If we’d had the same rate here, we’d have had 17,000 to 18,000 Covid deaths. The actual number at the same three-year mark was 2662, or 0.5 deaths per thousand people.

One way to read this is that Britain under Boris Johnson, the jovial charmer who toured here in December, recorded 200,000 needless deaths.

The lessons? Hendy thinks the courage to go hard has to be matched by the courage to be flexible. “Mandates,” he says, “gave the appearance of certainty in what remained a highly uncertain environment, but once Omicron arrived they immediately lost a good deal of their effectiveness.”

He wants a New Zealand Centre for Disease Control, to coordinate forward planning and responses.

He thinks there’s “no doubt that some funding should have been devolved to Māori experts or providers”, not only in healthcare – as did eventually happen during the vaccine rollout – but also in science.

“When Māori communities were empowered during the pandemic, the results were impressive. [The Royal Commision] found that ‘more iwi and Māori involvement in the early phases of the Covid-19 response would have resulted in better outcomes for Māori’.”

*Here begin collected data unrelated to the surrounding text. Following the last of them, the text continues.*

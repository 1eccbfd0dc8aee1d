//! Loan amortization schedules.
//!
//! [`generate_amortization_table`] is the pure period-by-period calculation;
//! [`Amortization`] wraps a loan's parameters and keeps its schedule, summary
//! figures and charts in step with them.

pub mod amortization;
pub mod chart;
pub mod error;
pub mod frequency;
pub mod report;
pub mod schedule;

pub use amortization::{Amortization, Updated, DEFAULT_INPLACE};
pub use chart::{stacked_bar_chart, ChartLayout, Series, StackedBarChart};
pub use error::{AmortizationError, Result};
pub use frequency::RepaymentFrequency;
pub use report::{format_currency, read_csv, schedule_table, write_csv};
pub use schedule::{
    calculate_interest_payment, calculate_principal_and_interest_payment,
    calculate_principal_payment, calculate_total_period_payment, generate_amortization_table,
    AmortizationRow, TableOptions,
};

/// Build an [`Amortization`] from a frequency label such as `"monthly"`.
pub fn generate_amortization_schedule(
    nominal_annual_interest_rate: f64,
    principal: f64,
    years: u32,
    repayment_frequency: &str,
) -> Result<Amortization> {
    Amortization::from_label(
        nominal_annual_interest_rate,
        principal,
        years,
        repayment_frequency,
    )
}
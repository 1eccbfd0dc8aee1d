//! Stacked bar charts built from tabular rows.
//!
//! Any slice of `Serialize` records can be charted: each record is read as a
//! map of column name to value and the requested columns are pulled out as
//! numeric series. The resulting [`StackedBarChart`] is a plain description
//! which serializes to a plotly figure for rendering elsewhere.

use serde::Serialize;
use serde_json::{json, Map, Value};
use std::{fs::File, io::BufWriter, path::Path};

use crate::error::{AmortizationError, Result};

#[derive(Clone, PartialEq, Debug, Default, Serialize)]
pub struct ChartLayout {
    pub title: String,
    pub xaxis_title: String,
    pub yaxis_title: String,
    pub legend_title: String,
}

#[derive(Clone, PartialEq, Debug, Serialize)]
pub struct Series {
    pub name: String,
    pub values: Vec<f64>,
}

#[derive(Clone, PartialEq, Debug, Serialize)]
pub struct StackedBarChart {
    pub layout: ChartLayout,
    pub x: Series,
    /// Bars are stacked bottom-up in this order.
    pub y: Vec<Series>,
}

impl StackedBarChart {
    pub fn series(&self, name: &str) -> Option<&Series> {
        self.y.iter().find(|s| s.name == name)
    }

    /// Height of the stacked bar at each x value. A series shorter than the
    /// x axis adds nothing past its last value.
    pub fn stack_totals(&self) -> Vec<f64> {
        (0..self.x.values.len())
            .map(|i| self.y.iter().filter_map(|s| s.values.get(i)).sum::<f64>())
            .collect()
    }

    /// Plotly figure JSON: one bar trace per series with `barmode: stack`.
    pub fn to_figure_json(&self) -> Value {
        let data: Vec<Value> = self
            .y
            .iter()
            .map(|s| {
                json!({
                    "type": "bar",
                    "name": s.name,
                    "x": self.x.values,
                    "y": s.values,
                })
            })
            .collect();
        json!({
            "data": data,
            "layout": {
                "barmode": "stack",
                "title": { "text": self.layout.title },
                "xaxis": { "title": { "text": self.layout.xaxis_title } },
                "yaxis": { "title": { "text": self.layout.yaxis_title } },
                "legend": { "title": { "text": self.layout.legend_title } },
            },
        })
    }

    pub fn write_json(&self, path: impl AsRef<Path>) -> Result<()> {
        let writer = BufWriter::new(File::create(path)?);
        serde_json::to_writer_pretty(writer, &self.to_figure_json())?;
        Ok(())
    }
}

fn column(records: &[Map<String, Value>], name: &str) -> Result<Vec<f64>> {
    records
        .iter()
        .enumerate()
        .map(|(i, record)| match record.get(name) {
            Some(v) => v.as_f64().ok_or_else(|| {
                let reason = format!("row {} holds non-numeric value {}", i, v);
                AmortizationError::invalid(name, reason)
            }),
            None => {
                let reason = format!("row {} has no such column", i);
                Err(AmortizationError::invalid(name, reason))
            }
        })
        .collect()
}

/// Build a stacked bar chart from `rows`.
///
/// `x` names the column used for the x axis. `y` lists `(column, label)`
/// pairs; the label becomes the series name shown in the legend.
pub fn stacked_bar_chart<T: Serialize>(
    rows: &[T],
    x: &str,
    y: &[(&str, &str)],
    layout: ChartLayout,
) -> Result<StackedBarChart> {
    if y.is_empty() {
        let reason = "at least one column is required";
        return Err(AmortizationError::invalid("y", reason));
    }
    let records = rows
        .iter()
        .map(|row| -> Result<Map<String, Value>> {
            match serde_json::to_value(row)? {
                Value::Object(map) => Ok(map),
                other => Err(AmortizationError::invalid(
                    "rows",
                    format!("expected records with named columns, got {}", other),
                )),
            }
        })
        .collect::<Result<Vec<_>>>()?;

    let x = Series {
        name: x.to_string(),
        values: column(&records, x)?,
    };
    let y = y
        .iter()
        .map(|(col, label)| -> Result<Series> {
            Ok(Series {
                name: label.to_string(),
                values: column(&records, col)?,
            })
        })
        .collect::<Result<Vec<_>>>()?;

    Ok(StackedBarChart { layout, x, y })
}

And, Hendy says, there’s the lack of funding. Te Pūnaha Matatini won the Prime Minister’s Science Prize in 2020, but the work it was doing then is “currently not being maintained for the next pandemic”.

It barely was even then. “When I first briefed the Prime Minister in June 2021 on how [the Covid strain] Delta was going to affect New Zealand’s exit from elimination, I had to finish by begging for an extension of our funding, which had run out several weeks earlier.”

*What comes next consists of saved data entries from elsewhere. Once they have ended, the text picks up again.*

use thiserror::Error;

#[derive(Debug, Error)]
pub enum AmortizationError {
    #[error("Invalid input: {field} - {reason}")]
    InvalidInput { field: String, reason: String },

    #[error("Unknown repayment frequency: {0}")]
    UnknownFrequency(String),

    #[error("Date error: {0}")]
    InvalidDate(String),

    #[error("Serialization error: {0}")]
    Serialization(String),

    #[error("I/O error: {0}")]
    Io(#[from] std::io::Error),
}

impl AmortizationError {
    pub(crate) fn invalid(field: &str, reason: impl Into<String>) -> Self {
        AmortizationError::InvalidInput {
            field: field.to_string(),
            reason: reason.into(),
        }
    }
}

impl From<serde_json::Error> for AmortizationError {
    fn from(e: serde_json::Error) -> Self {
        AmortizationError::Serialization(e.to_string())
    }
}

impl From<csv::Error> for AmortizationError {
    fn from(e: csv::Error) -> Self {
        AmortizationError::Serialization(e.to_string())
    }
}

pub type Result<T> = std::result::Result<T, AmortizationError>;
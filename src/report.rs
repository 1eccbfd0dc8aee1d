use std::{fmt, io};
use tabled::{builder::Builder, settings::Style};

use crate::amortization::Amortization;
use crate::error::Result;
use crate::schedule::AmortizationRow;

const RULE: &str = "--------------------------------------------------------------------";

/// `$1,234,567.89`
pub fn format_currency(amount: f64) -> String {
    let fixed = format!("{:.2}", amount.abs());
    let (whole, cents) = fixed.split_at(fixed.len() - 3);
    let mut grouped = String::with_capacity(whole.len() + whole.len() / 3);
    for (i, digit) in whole.chars().enumerate() {
        if i > 0 && (whole.len() - i) % 3 == 0 {
            grouped.push(',');
        }
        grouped.push(digit);
    }
    // no sign when the amount rounds to zero
    let is_zero = fixed.chars().all(|c| c == '0' || c == '.');
    let sign = if amount < 0. && !is_zero { "-" } else { "" };
    format!("{}${}{}", sign, grouped, cents)
}

fn percent(fraction: f64) -> String {
    format!("{:.2}%", fraction * 100.)
}

fn title_case(word: &str) -> String {
    let mut chars = word.chars();
    match chars.next() {
        Some(first) => first.to_uppercase().chain(chars).collect(),
        None => String::new(),
    }
}

impl fmt::Display for Amortization {
    fn fmt(&self, f: &mut fmt::Formatter<'_>) -> fmt::Result {
        let rate = percent(self.nominal_annual_interest_rate());
        let interest = format_currency(self.total_interest());
        let frequency = format!(
            "{} - {} Periods",
            title_case(self.repayment_frequency().name()),
            self.n_periods()
        );
        let minimum = format_currency(self.total_payment_per_period());
        let ear = percent(self.effective_annual_interest_rate());
        let ratio = percent(self.total_interest_over_principal());
        let lines = [
            ("Principal Borrowed:", format_currency(self.principal())),
            ("Years:", self.years().to_string()),
            ("Annual Interest Rate:", rate),
            ("Forecasted Total Interest:", interest),
            ("Repayment Frequency:", frequency),
            ("Minimum Repayments Per Period:", minimum),
            ("Effective Annual Interest Rate (EAR):", ear),
            ("Total Interest / Total Principal:", ratio),
        ];

        writeln!(f, "{}", RULE)?;
        writeln!(f, "Amortization Schedule")?;
        writeln!(f, "{}", RULE)?;
        for (label, value) in lines {
            writeln!(f, "{:<40}{}", label, value)?;
        }
        if self.additional_payment_per_period() > 0. {
            writeln!(
                f,
                "{:<40}{} ({} periods to repay)",
                "Additional Repayments Per Period:",
                format_currency(self.additional_payment_per_period()),
                self.schedule().len()
            )?;
        }
        if self.has_interest_only() {
            let total_io = self.total_interest_only_payments();
            writeln!(f, "----")?;
            writeln!(
                f,
                "{:<40}{}",
                "Interest Only Repayments Per Period:",
                format_currency(self.interest_only_payment_per_period())
            )?;
            writeln!(
                f,
                "{:<40}{}",
                "Interest Only Annual Interest Rate:",
                percent(self.interest_only_nominal_annual_interest_rate())
            )?;
            writeln!(
                f,
                "{:<40}{}",
                "Forecasted Total Interest Only:",
                format_currency(total_io)
            )?;
            writeln!(
                f,
                "{:<40}{}",
                "Total Interest Only / Total Interest:",
                percent(total_io / self.total_interest())
            )?;
        }
        write!(f, "{}", RULE)
    }
}

/// Render schedule rows as a text table.
pub fn schedule_table(rows: &[AmortizationRow]) -> String {
    let with_dates = rows.iter().any(|row| row.due_date.is_some());
    let mut builder = Builder::default();

    let mut header = vec!["Period"];
    if with_dates {
        header.push("Due Date");
    }
    header.extend([
        "Opening Balance",
        "Interest",
        "Principal",
        "Payment",
        "Closing Balance",
        "Cumulative Interest",
    ]);
    builder.push_record(header.into_iter().map(String::from));

    for row in rows {
        let mut record = vec![row.period.to_string()];
        if with_dates {
            record.push(row.due_date.map(|d| d.to_string()).unwrap_or_default());
        }
        record.extend(
            [
                row.opening_balance,
                row.interest,
                row.principal,
                row.period_payment,
                row.closing_balance,
                row.cumulative_interest,
            ]
            .map(format_currency),
        );
        builder.push_record(record);
    }

    let mut table = builder.build();
    table.with(Style::modern());
    table.to_string()
}

/// Write schedule rows as CSV, one header line then one line per period.
pub fn write_csv<W: io::Write>(rows: &[AmortizationRow], writer: W) -> Result<()> {
    let mut wtr = csv::Writer::from_writer(writer);
    for row in rows {
        wtr.serialize(row)?;
    }
    wtr.flush()?;
    Ok(())
}

/// Read schedule rows back from CSV in the [`write_csv`] layout.
pub fn read_csv<R: io::Read>(reader: R) -> Result<Vec<AmortizationRow>> {
    let mut rdr = csv::Reader::from_reader(reader);
    let mut rows = Vec::new();
    for result in rdr.deserialize() {
        let row: AmortizationRow = result?;
        rows.push(row);
    }
    Ok(rows)
}

#[cfg(test)]
mod tests {
    use super::*;
    use crate::frequency::RepaymentFrequency;
    use chrono::NaiveDate;
    use test_log::test;

    #[test]
    fn test_format_currency() {
        assert_eq!(format_currency(0.), "$0.00");
        assert_eq!(format_currency(562.9150451), "$562.92");
        assert_eq!(format_currency(1000.), "$1,000.00");
        assert_eq!(format_currency(363147.4704), "$363,147.47");
        assert_eq!(format_currency(1234567.891), "$1,234,567.89");
        assert_eq!(format_currency(-2500.5), "-$2,500.50");
        assert_eq!(format_currency(-0.001), "$0.00");
    }

    #[test]
    fn test_summary() {
        let loan = Amortization::from_label(0.0394, 515000., 30, "weekly").unwrap();
        let summary = loan.to_string();

        assert!(summary.contains("Principal Borrowed:                     $515,000.00"));
        assert!(summary.contains("Annual Interest Rate:                   3.94%"));
        assert!(summary.contains("Forecasted Total Interest:              $363,147.47"));
        let frequency = "Repayment Frequency:                    Weekly - 1560 Periods";
        assert!(summary.contains(frequency));
        assert!(summary.contains("Minimum Repayments Per Period:          $562.92"));
        assert!(summary.contains("Effective Annual Interest Rate (EAR):   4.02%"));
        assert!(summary.contains("Total Interest / Total Principal:       70.51%"));
        assert!(!summary.contains("Interest Only"));
    }

    #[test]
    fn test_summary_interest_only() {
        let mut loan = Amortization::new(0.05, 120000., 10, RepaymentFrequency::Monthly).unwrap();
        loan.set_interest_only(0.06, 1, true).unwrap();
        let summary = loan.to_string();
        assert!(summary.contains("Interest Only Repayments Per Period:    $600.00"));
        assert!(summary.contains("Forecasted Total Interest Only:         $7,200.00"));
    }

    #[test]
    fn test_schedule_table() {
        let mut loan = Amortization::new(0.05, 12000., 1, RepaymentFrequency::Quarterly).unwrap();
        let table = schedule_table(loan.schedule());
        assert!(table.contains("Cumulative Interest"));
        assert!(table.contains("$12,000.00"));
        assert!(!table.contains("Due Date"));

        let first = NaiveDate::from_ymd_opt(2024, 3, 1);
        loan.set_first_payment_date(first, true).unwrap();
        let table = schedule_table(loan.schedule());
        assert!(table.contains("Due Date"));
        assert!(table.contains("2024-12-01"));
    }

    #[test]
    fn test_write_csv() {
        let loan = Amortization::new(0., 1200., 1, RepaymentFrequency::Quarterly).unwrap();
        let mut out = Vec::new();
        write_csv(loan.schedule(), &mut out).unwrap();
        let text = String::from_utf8(out).unwrap();
        let lines: Vec<&str> = text.lines().collect();

        let header = concat!(
            "period,due_date,opening_balance,interest,principal,",
            "period_payment,closing_balance,cumulative_interest"
        );
        assert_eq!(lines.len(), 5);
        assert_eq!(lines[0], header);
        assert_eq!(lines[1], "1,,1200.0,0.0,300.0,300.0,900.0,0.0");
        assert_eq!(lines[4], "4,,300.0,0.0,300.0,300.0,0.0,0.0");
    }

    #[test]
    fn test_csv_round_trip() {
        let mut loan = Amortization::new(0.045, 25000., 2, RepaymentFrequency::Monthly).unwrap();
        let first = NaiveDate::from_ymd_opt(2024, 1, 31);
        loan.set_first_payment_date(first, true).unwrap();

        let mut out = Vec::new();
        write_csv(loan.schedule(), &mut out).unwrap();
        let rows = read_csv(out.as_slice()).unwrap();
        assert_eq!(rows.len(), 24);
        assert_eq!(rows, loan.schedule());
        assert_eq!(rows[1].due_date, NaiveDate::from_ymd_opt(2024, 2, 29));

        assert!(read_csv("period,due_date\n1,not-a-date\n".as_bytes()).is_err());
    }
}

There’s another challenge. “A good rule of thumb for decision makers in the next pandemic,” Hendy writes, “is that the narrower and more targeted the measure, the less likely it will be effective when deployed in an uncertain environment.”

All very well, but what will we do if the next pandemic arrives and there is no social licence for a lockdown? Is that where we are now?